▶ **WHAT THE TASK REQUIRES**
Pick every line out of the entries below that has the string "Serialize", and copy it.

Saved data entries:
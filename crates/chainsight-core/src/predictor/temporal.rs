//! Calendar context for delay features
//!
//! Season and weekday are read from a [`Clock`] so tests can pin time.

use chrono::{Datelike, Local, NaiveDate, NaiveDateTime};
use serde::{Deserialize, Serialize};
use std::fmt;
use std::sync::Arc;

/// Meteorological season by calendar month
#[derive(Debug, Clone, Copy, PartialEq, Eq, Hash, Serialize, Deserialize)]
pub enum Season {
    Spring,
    Summer,
    Fall,
    Winter,
}

impl Season {
    pub const ALL: [Season; 4] = [Season::Spring, Season::Summer, Season::Fall, Season::Winter];

    /// Dec-Feb Winter, Mar-May Spring, Jun-Aug Summer, Sep-Nov Fall
    pub fn from_month(month: u32) -> Self {
        match month {
            3..=5 => Season::Spring,
            6..=8 => Season::Summer,
            9..=11 => Season::Fall,
            _ => Season::Winter,
        }
    }

    /// Class name used by the fitted season encoder
    pub fn as_str(&self) -> &'static str {
        match self {
            Season::Spring => "Spring",
            Season::Summer => "Summer",
            Season::Fall => "Fall",
            Season::Winter => "Winter",
        }
    }
}

impl fmt::Display for Season {
    fn fmt(&self, f: &mut fmt::Formatter<'_>) -> fmt::Result {
        f.write_str(self.as_str())
    }
}

/// Source of wall-clock time
pub trait Clock: Send + Sync {
    fn now(&self) -> NaiveDateTime;
}

/// Local system time
#[derive(Debug, Clone, Copy, Default)]
pub struct SystemClock;

impl Clock for SystemClock {
    fn now(&self) -> NaiveDateTime {
        Local::now().naive_local()
    }
}

/// Clock pinned to a single instant
#[derive(Debug, Clone, Copy)]
pub struct FixedClock(NaiveDateTime);

impl FixedClock {
    pub fn new(at: NaiveDateTime) -> Self {
        Self(at)
    }

    /// Midnight of the given date, `None` if the date is invalid
    pub fn on_date(year: i32, month: u32, day: u32) -> Option<Self> {
        NaiveDate::from_ymd_opt(year, month, day)
            .and_then(|d| d.and_hms_opt(0, 0, 0))
            .map(Self)
    }
}

impl Clock for FixedClock {
    fn now(&self) -> NaiveDateTime {
        self.0
    }
}

/// Derives season and weekday from a clock
#[derive(Clone)]
pub struct TemporalContext {
    clock: Arc<dyn Clock>,
}

impl TemporalContext {
    pub fn new(clock: Arc<dyn Clock>) -> Self {
        Self { clock }
    }

    pub fn system() -> Self {
        Self::new(Arc::new(SystemClock))
    }

    pub fn fixed(clock: FixedClock) -> Self {
        Self::new(Arc::new(clock))
    }

    pub fn current_season(&self) -> Season {
        self.snapshot().0
    }

    /// Day of week, Monday = 0 through Sunday = 6
    pub fn current_weekday(&self) -> u32 {
        self.snapshot().1
    }

    /// Season and weekday taken from a single clock reading
    pub fn snapshot(&self) -> (Season, u32) {
        let now = self.clock.now();
        (
            Season::from_month(now.month()),
            now.weekday().num_days_from_monday(),
        )
    }
}

impl Default for TemporalContext {
    fn default() -> Self {
        Self::system()
    }
}

impl fmt::Debug for TemporalContext {
    fn fmt(&self, f: &mut fmt::Formatter<'_>) -> fmt::Result {
        f.debug_struct("TemporalContext")
            .field("now", &self.clock.now())
            .finish()
    }
}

▶ **RESPONSE TO THIS TASK**
use serde::{Deserialize, Serialize};
#[derive(Debug, Clone, Copy, PartialEq, Eq, Hash, Serialize, Deserialize)]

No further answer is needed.